At the core of 2019 is the reality that nothing happens all at once. Nothing sums this up better than my 50 mile race, which was actually one of the easier accomplishments of my year. I was already in shape for the 50K race in 2018, and had been building a strong foundation since I started running back in 2016. That slow build extends to the rest of my accomplishments this past year. Everything I was doing in 2018 formed the building blocks for my year. This realization excites me – it means that every single year’s goals and accomplishments will actually be bigger than the year before, but shouldn’t require more effort. The most important thing is to just be reflective on my progress and make sure I’m continuing to act in connection with those goals.

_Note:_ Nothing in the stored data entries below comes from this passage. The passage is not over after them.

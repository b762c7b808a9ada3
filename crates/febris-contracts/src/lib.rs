//! # febris-contracts
//!
//! Shared types for the FEBRIS dual-engine diagnosis core.
//!
//! All crates in the workspace import from here. No reasoning lives in this
//! crate, only the evidence vocabulary, knowledge-base tables, result records
//! and the error type.

pub mod assessment;
pub mod error;
pub mod evidence;
pub mod knowledge;
pub mod language;
pub mod report;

My 2020 goals represent this exact notion: they are gradual step ups from 2019. I’m running the Yeti 100 mile endurance race, and am going to re-run the North Face 50 mile in DC as preparation this spring. I am going to continue to write and to post to my website, with the promise of 12 posts in 2020 (one per month). More importantly, I am going to share the site with friends and family, and try to solicit some meaningful feedback on my writing. I will be ready to purchase a second investment property, and will do so. I’ll continue to read about a book per week, but will try to focus more on themes that are important to me: coaching/mentoring, presentation/communication, property management and negotiation. I will push myself into uncomfortable situations at work that stretch my intellectual capacity and technical skills. I will keep building my network at Amex with monthly coffee chats and will ultimately shoot for a 1 rating at year-end in the new job. Finally I’ll maintain where I am on the volunteer front, with 250 hours, 2% of my income donated. Beyond that I will continue to give away books to friends and family who I think could use them, and I will try to get a friend or two to volunteer with me.

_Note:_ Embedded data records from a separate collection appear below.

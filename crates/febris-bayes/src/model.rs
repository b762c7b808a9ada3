//! The Dengue / COVID-19 network and its `ProbabilisticReasoner`.
//!
//! Graph:
//!
//! ```text
//! season ─┐
//! location ┼─> dengue ─┐
//! travel ──┤           ├─> fever, cough, sore_throat, retro_orbital_pain,
//! contact ─┘           │   myalgia, anosmia, dyspnea
//! covid ───────────────┘
//! ```
//!
//! COVID-19 has no exposure parents; its prior carries the community rate.

use std::sync::Arc;

use tracing::debug;

use febris_contracts::{
    assessment::{Observations, ProbabilisticAssessment},
    error::FebrisResult,
    evidence::{Location, PatientEvidence, Season},
    language::Language,
};
use febris_core::traits::ProbabilisticReasoner;

use crate::{
    inference::VariableElimination,
    network::{BayesianNetwork, Cpt, NetworkBuilder},
};

pub const SEASON: &str = "season";
pub const LOCATION: &str = "location";
pub const TRAVEL: &str = "travel";
pub const CONTACT: &str = "contact";
pub const COVID: &str = "covid";
pub const DENGUE: &str = "dengue";

pub const FEVER: &str = "fever";
pub const COUGH: &str = "cough";
pub const SORE_THROAT: &str = "sore_throat";
pub const RETRO_ORBITAL_PAIN: &str = "retro_orbital_pain";
pub const MYALGIA: &str = "myalgia";
pub const ANOSMIA: &str = "anosmia";
pub const DYSPNEA: &str = "dyspnea";

/// Symptom nodes in display order.
pub const SYMPTOMS: [&str; 7] =
    [FEVER, COUGH, SORE_THROAT, RETRO_ORBITAL_PAIN, MYALGIA, ANOSMIA, DYSPNEA];

/// P(symptom present) per (dengue, covid) column: (0,0), (0,1), (1,0), (1,1).
const SYMPTOM_TABLES: [(&str, [f64; 4]); 7] = [
    (FEVER, [0.05, 0.80, 0.90, 0.95]),
    (COUGH, [0.10, 0.70, 0.15, 0.75]),
    (SORE_THROAT, [0.15, 0.50, 0.25, 0.60]),
    (RETRO_ORBITAL_PAIN, [0.02, 0.07, 0.75, 0.80]),
    (MYALGIA, [0.10, 0.40, 0.85, 0.90]),
    (ANOSMIA, [0.01, 0.65, 0.03, 0.70]),
    (DYSPNEA, [0.05, 0.35, 0.12, 0.40]),
];

/// P(dengue) for one exposure configuration.
fn dengue_risk(contact: bool, summer: bool, endemic_city: bool, travel: bool) -> f64 {
    if contact {
        0.85
    } else if travel {
        0.55
    } else if endemic_city && summer {
        0.20
    } else if endemic_city {
        0.08
    } else {
        0.01
    }
}

/// Build and validate the fixed Dengue / COVID-19 network.
pub fn dengue_covid_network() -> FebrisResult<BayesianNetwork> {
    let dengue_parents = [CONTACT, SEASON, LOCATION, TRAVEL];
    let dengue_column: Vec<f64> = (0..16usize)
        .map(|col| dengue_risk(col & 8 != 0, col & 4 != 0, col & 2 != 0, col & 1 != 0))
        .collect();

    let mut builder = NetworkBuilder::new()
        .with(Cpt::prior(SEASON, 0.5))
        .with(Cpt::prior(LOCATION, 0.5))
        .with(Cpt::prior(TRAVEL, 0.2))
        .with(Cpt::prior(CONTACT, 0.1))
        .with(Cpt::prior(COVID, 0.05))
        .with(Cpt::bernoulli(DENGUE, &dengue_parents, &dengue_column));

    for (symptom, p_present) in SYMPTOM_TABLES {
        builder = builder.with(Cpt::bernoulli(symptom, &[DENGUE, COVID], &p_present));
    }

    builder.build()
}

/// Map canonical evidence onto observed states of this network.
///
/// Every context and symptom node is observed; an unreported symptom is
/// observed absent.
pub fn observations_from_evidence(evidence: &PatientEvidence) -> Observations {
    let mut obs = Observations::new();
    obs.insert(SEASON.to_string(), usize::from(evidence.season == Season::Summer));
    obs.insert(LOCATION.to_string(), usize::from(evidence.location == Location::EndemicCity));
    obs.insert(TRAVEL.to_string(), usize::from(evidence.travel_to_endemic_area));
    obs.insert(CONTACT.to_string(), usize::from(evidence.confirmed_contact));

    let reported = [
        (FEVER, evidence.fever),
        (COUGH, evidence.cough),
        (SORE_THROAT, evidence.sore_throat),
        (RETRO_ORBITAL_PAIN, evidence.retro_orbital_pain),
        (MYALGIA, evidence.myalgia),
        (ANOSMIA, evidence.anosmia),
        (DYSPNEA, evidence.dyspnea),
    ];
    for (symptom, present) in reported {
        obs.insert(symptom.to_string(), usize::from(present));
    }
    obs
}

/// Localized name of a symptom node; unknown names are returned unchanged.
pub fn symptom_display_name(node: &str, lang: Language) -> &str {
    match (node, lang) {
        (FEVER, Language::Es) => "Fiebre",
        (FEVER, Language::En) => "Fever",
        (COUGH, Language::Es) => "Tos",
        (COUGH, Language::En) => "Cough",
        (SORE_THROAT, Language::Es) => "Dolor de Garganta",
        (SORE_THROAT, Language::En) => "Sore Throat",
        (RETRO_ORBITAL_PAIN, Language::Es) => "Dolor Retroocular",
        (RETRO_ORBITAL_PAIN, Language::En) => "Retro-Orbital Pain",
        (MYALGIA, Language::Es) => "Mialgia",
        (MYALGIA, Language::En) => "Myalgia",
        (ANOSMIA, _) => "Anosmia",
        (DYSPNEA, Language::Es) => "Disnea",
        (DYSPNEA, Language::En) => "Dyspnea",
        (other, _) => other,
    }
}

/// The probabilistic engine: variable elimination over the Dengue / COVID-19
/// network.
#[derive(Debug, Clone)]
pub struct InferenceEngine {
    inference: VariableElimination,
}

impl InferenceEngine {
    /// Build the fixed network and wrap it.
    pub fn new() -> FebrisResult<Self> {
        Ok(Self::with_network(Arc::new(dengue_covid_network()?)))
    }

    /// Wrap an existing network. It must contain the `dengue` and `covid`
    /// nodes or every assessment fails with `InvalidQuery`.
    pub fn with_network(network: Arc<BayesianNetwork>) -> Self {
        Self { inference: VariableElimination::new(network) }
    }

    pub fn inference(&self) -> &VariableElimination {
        &self.inference
    }
}

impl ProbabilisticReasoner for InferenceEngine {
    fn observe(&self, evidence: &PatientEvidence) -> Observations {
        observations_from_evidence(evidence)
    }

    fn assess(&self, observations: &Observations) -> FebrisResult<ProbabilisticAssessment> {
        let dengue = self.inference.probability_present(DENGUE, observations)?;
        let covid = self.inference.probability_present(COVID, observations)?;

        let observed_symptoms = SYMPTOMS
            .iter()
            .filter(|s| observations.get(**s) == Some(&1))
            .map(|s| s.to_string())
            .collect();

        debug!(dengue, covid, "posterior computed");

        Ok(ProbabilisticAssessment {
            dengue_probability: dengue,
            covid_probability: covid,
            // Product of marginals, not a joint posterior.
            coinfection_probability: dengue * covid,
            observed_symptoms,
        })
    }

    fn summarize(&self, assessment: &ProbabilisticAssessment, lang: Language) -> String {
        let names: Vec<&str> = assessment
            .observed_symptoms
            .iter()
            .map(|s| symptom_display_name(s, lang))
            .collect();
        let count = names.len();
        let list = names.join(", ");
        match lang {
            Language::Es => format!(
                "Inferencia Bayesiana con {} síntomas: {}. Red completa COVID-Dengue.",
                count, list
            ),
            Language::En => format!(
                "Bayesian inference with {} symptoms: {}. Complete COVID-Dengue network.",
                count, list
            ),
        }
    }
}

I am incredibly excited about the year to come. Until I started these reflections and conscious goal setting, the new year was completely irrelevant to me. It wasn’t until 2017, when I set the goal of reading one book per week, that I started to spend real time thinking about the upcoming year and what I wanted to get out of it. It’s crazy that in a lifetime with 100 or fewer years, we don’t spend more time trying to squeeze everything we can out of each one.